A defesa de Luciano questionou sobre que obstáculos teriam atrapalhado a evacuação do prédio. Kátia disse que o objetivo era manter a organização do fluxo de pessoas no espaço, bem como a orientação do público. Disse que nunca viu ninguém fazendo uso de drogas na boate. Mas via pessoas com menos de 18 anos por lá. Perguntaram se alguém da Prefeitura ou do Ministério Público a procuraram para oferecer ajuda, depois do ocorrido, e ela respondeu que não.
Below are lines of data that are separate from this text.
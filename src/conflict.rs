//! Conflict records between scheduled burns.
//!
//! A conflict is derived, never ground truth: it is recomputed from the
//! current vectors every time a burn is assessed and is not persisted by this
//! crate.

use std::fmt;

use chrono::Duration;
use serde::{Deserialize, Serialize};

use crate::burn::BurnRequest;
use crate::error::{SmokeError, SmokeResult};
use crate::geo::GeoPoint;
use crate::storage::{RecordId, VectorMetadata};
use crate::time::TimeRange;

/// Distance below which a conflict is HIGH severity.
pub const DEFAULT_HIGH_THRESHOLD: f64 = 0.10;
/// Distance below which a conflict is MEDIUM severity.
pub const DEFAULT_MEDIUM_THRESHOLD: f64 = 0.20;
/// Distance at or beyond which a candidate is not a conflict at all.
pub const DEFAULT_MAX_DISTANCE: f64 = 0.30;
/// Largest start gap a [`ProximityPolicy`] accepts: one week.
pub const MAX_START_GAP_MINUTES: i64 = 7 * 24 * 60;

/// Conflict severity, ordered from least to most severe.
#[derive(Debug, Clone, Copy, PartialEq, Eq, Hash, PartialOrd, Ord, Serialize, Deserialize)]
#[serde(rename_all = "SCREAMING_SNAKE_CASE")]
pub enum Severity {
    /// Loosely similar smoke.
    Low,
    /// Similar smoke.
    Medium,
    /// Near-identical smoke.
    High,
}

impl fmt::Display for Severity {
    fn fmt(&self, f: &mut fmt::Formatter<'_>) -> fmt::Result {
        match self {
            Self::Low => write!(f, "LOW"),
            Self::Medium => write!(f, "MEDIUM"),
            Self::High => write!(f, "HIGH"),
        }
    }
}

/// Cosine-distance cutoffs for severity classification.
///
/// These are policy values, not physics; override them per deployment.
#[derive(Debug, Clone, Copy, PartialEq, Serialize, Deserialize)]
#[serde(default)]
pub struct ConflictThresholds {
    /// Distances below this are HIGH.
    pub high: f64,
    /// Distances below this (and not HIGH) are MEDIUM.
    pub medium: f64,
}

impl Default for ConflictThresholds {
    fn default() -> Self {
        Self {
            high: DEFAULT_HIGH_THRESHOLD,
            medium: DEFAULT_MEDIUM_THRESHOLD,
        }
    }
}

impl ConflictThresholds {
    /// Checks that `0 <= high <= medium <= 1`.
    ///
    /// # Errors
    ///
    /// Returns `SmokeError::Config` when the cutoffs are out of order.
    pub fn validate(&self) -> SmokeResult<()> {
        if (0.0..=self.medium).contains(&self.high) && self.medium <= 1.0 {
            Ok(())
        } else {
            Err(SmokeError::config(format!(
                "severity thresholds must satisfy 0 <= high ({}) <= medium ({}) <= 1",
                self.high, self.medium
            )))
        }
    }

    /// Classifies a cosine distance.
    #[must_use]
    pub fn classify(&self, distance: f64) -> Severity {
        if distance < self.high {
            Severity::High
        } else if distance < self.medium {
            Severity::Medium
        } else {
            Severity::Low
        }
    }
}

/// A detected similarity conflict between a query and one stored candidate.
#[derive(Debug, Clone, PartialEq, Serialize, Deserialize)]
pub struct ConflictRecord {
    /// Record being assessed.
    pub query_id: RecordId,
    /// Stored record it conflicts with.
    pub candidate_id: RecordId,
    /// Cosine distance in [0, 1]; lower is more similar.
    pub cosine_distance: f64,
    /// Severity from the configured thresholds.
    pub severity: Severity,
    /// `(1 - distance) * 100`, rounded to one decimal, for display.
    pub overlap_percentage: f64,
    /// Metadata the store returned with the candidate.
    pub metadata: VectorMetadata,
}

impl ConflictRecord {
    /// Builds a record, classifying severity and computing overlap.
    #[must_use]
    pub fn new(
        query_id: RecordId,
        candidate_id: RecordId,
        cosine_distance: f64,
        thresholds: &ConflictThresholds,
        metadata: VectorMetadata,
    ) -> Self {
        Self {
            query_id,
            candidate_id,
            cosine_distance,
            severity: thresholds.classify(cosine_distance),
            overlap_percentage: overlap_percentage(cosine_distance),
            metadata,
        }
    }
}

/// `(1 - distance) * 100` rounded to one decimal place.
#[must_use]
pub fn overlap_percentage(distance: f64) -> f64 {
    ((1.0 - distance) * 1000.0).round() / 10.0
}

/// Time-and-distance rule for burns that conflict regardless of smoke
/// similarity: starts close together and fields close together.
#[derive(Debug, Clone, Copy, PartialEq, Serialize, Deserialize)]
#[serde(default)]
pub struct ProximityPolicy {
    /// Maximum gap between window starts, in minutes.
    pub max_start_gap_minutes: i64,
    /// Maximum distance between fields, in km.
    pub max_distance_km: f64,
}

impl Default for ProximityPolicy {
    fn default() -> Self {
        Self {
            max_start_gap_minutes: 120,
            max_distance_km: 10.0,
        }
    }
}

impl ProximityPolicy {
    /// True when both burns have locations, start within the allowed gap,
    /// and lie within the allowed distance. Strict inequalities on both.
    #[must_use]
    pub fn conflicts(&self, a: &BurnRequest, b: &BurnRequest) -> bool {
        self.close(&a.window, a.location, &b.window, b.location)
    }

    /// Same rule against a stored record's metadata. A record without a
    /// window or location never conflicts.
    #[must_use]
    pub fn conflicts_with_record(&self, burn: &BurnRequest, metadata: &VectorMetadata) -> bool {
        metadata.window.as_ref().is_some_and(|window| {
            self.close(&burn.window, burn.location, window, metadata.location)
        })
    }

    /// Largest allowed gap between window starts.
    #[must_use]
    pub fn max_start_gap(&self) -> Duration {
        Duration::try_minutes(self.max_start_gap_minutes).unwrap_or(Duration::MAX)
    }

    /// Stored windows that can satisfy the start-gap rule against `window`
    /// all overlap the returned range.
    #[must_use]
    pub fn candidate_window(&self, window: &TimeRange) -> TimeRange {
        TimeRange {
            from: window.from,
            to: Some(window.from),
        }
        .widened(self.max_start_gap())
    }

    fn close(
        &self,
        window_a: &TimeRange,
        location_a: Option<GeoPoint>,
        window_b: &TimeRange,
        location_b: Option<GeoPoint>,
    ) -> bool {
        let (Some(pa), Some(pb)) = (location_a, location_b) else {
            return false;
        };
        window_a.start_gap(window_b) < self.max_start_gap()
            && pa.distance_km(&pb) < self.max_distance_km
    }

    /// Checks that the gap is in `1..=MAX_START_GAP_MINUTES` and the
    /// distance is positive and finite.
    ///
    /// # Errors
    ///
    /// Returns `SmokeError::Config` naming the offending limit.
    pub fn validate(&self) -> SmokeResult<()> {
        if !(1..=MAX_START_GAP_MINUTES).contains(&self.max_start_gap_minutes) {
            return Err(SmokeError::config(format!(
                "proximity.max_start_gap_minutes must be in [1, {MAX_START_GAP_MINUTES}], got {}",
                self.max_start_gap_minutes
            )));
        }
        if !(self.max_distance_km > 0.0 && self.max_distance_km.is_finite()) {
            return Err(SmokeError::config(format!(
                "proximity.max_distance_km must be positive, got {}",
                self.max_distance_km
            )));
        }
        Ok(())
    }
}

/// Shorthand for [`ProximityPolicy::conflicts`].
#[must_use]
pub fn proximity_conflict(a: &BurnRequest, b: &BurnRequest, policy: &ProximityPolicy) -> bool {
    policy.conflicts(a, b)
}
//! Dispersion coefficients per stability class.
//!
//! Briggs-style open-country fits of the form
//! `sigma_y = a·x·(1 + x/c)^-0.5`, `sigma_z = b·x·(1 + x/d)^-0.5`.
//! Classes whose vertical spread is unbounded in the Briggs tables get a very
//! large `d` so the correction term stays near 1 over the sampled range.

use serde::{Deserialize, Serialize};

use crate::weather::AtmosphericStability;

/// Four dispersion coefficients for one stability class.
#[derive(Debug, Clone, Copy, PartialEq, Serialize, Deserialize)]
pub struct StabilityParameters {
    /// Horizontal growth rate.
    pub a: f64,
    /// Vertical growth rate.
    pub b: f64,
    /// Horizontal attenuation length (m).
    pub c: f64,
    /// Vertical attenuation length (m).
    pub d: f64,
}

const VERY_UNSTABLE: StabilityParameters = StabilityParameters {
    a: 0.22,
    b: 0.20,
    c: 10_000.0,
    d: 1_000_000.0,
};

const UNSTABLE: StabilityParameters = StabilityParameters {
    a: 0.16,
    b: 0.12,
    c: 10_000.0,
    d: 1_000_000.0,
};

const NEUTRAL: StabilityParameters = StabilityParameters {
    a: 0.08,
    b: 0.06,
    c: 10_000.0,
    d: 667.0,
};

const STABLE: StabilityParameters = StabilityParameters {
    a: 0.06,
    b: 0.03,
    c: 10_000.0,
    d: 3_333.0,
};

const VERY_STABLE: StabilityParameters = StabilityParameters {
    a: 0.04,
    b: 0.016,
    c: 10_000.0,
    d: 3_333.0,
};

impl StabilityParameters {
    /// Looks up the coefficients for a class.
    #[must_use]
    pub const fn for_class(class: AtmosphericStability) -> Self {
        match class {
            AtmosphericStability::VeryUnstable => VERY_UNSTABLE,
            AtmosphericStability::Unstable => UNSTABLE,
            AtmosphericStability::Neutral => NEUTRAL,
            AtmosphericStability::Stable => STABLE,
            AtmosphericStability::VeryStable => VERY_STABLE,
        }
    }

    /// Looks up coefficients by class name; unknown names use neutral.
    #[must_use]
    pub fn for_name(name: &str) -> Self {
        Self::for_class(AtmosphericStability::parse_or_neutral(name))
    }

    /// Horizontal dispersion coefficient at downwind distance `x` (m).
    #[must_use]
    pub fn sigma_y(&self, x: f64) -> f64 {
        self.a * x * (1.0 + x / self.c).powf(-0.5)
    }

    /// Vertical dispersion coefficient at downwind distance `x` (m).
    #[must_use]
    pub fn sigma_z(&self, x: f64) -> f64 {
        self.b * x * (1.0 + x / self.d).powf(-0.5)
    }
}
A defesa de Mauro fez questionamentos sobre questões estruturais da Kiss, como janelas, barras, fachada, placas indicativas, uso e manuseio de extintores de incêndio, etc. O Advogado mostrou fotos feitas pelo MP no interior da boate, que se referem a obras feitas no local depois de um acordo com a instituição. Disse que não conhecia Mauro antes de trabalhar na Kiss, que às vezes o via à noite na boate, mas não atuando na supervisão no estabelecimento. Que seu superior imediato era o funcionário João.
O magistrado fez intervalo para a janta, de 1 hora, e retornará com o depoimento da vítima Kelen Leite Ferreira, às 20h.
Um terceiro sobrevivente seria ouvido hoje, mas, em razão do avanço do primeiro depoimento, ficou para amanhã. A expectativa é ouvir 5 vítimas nesta quinta-feira.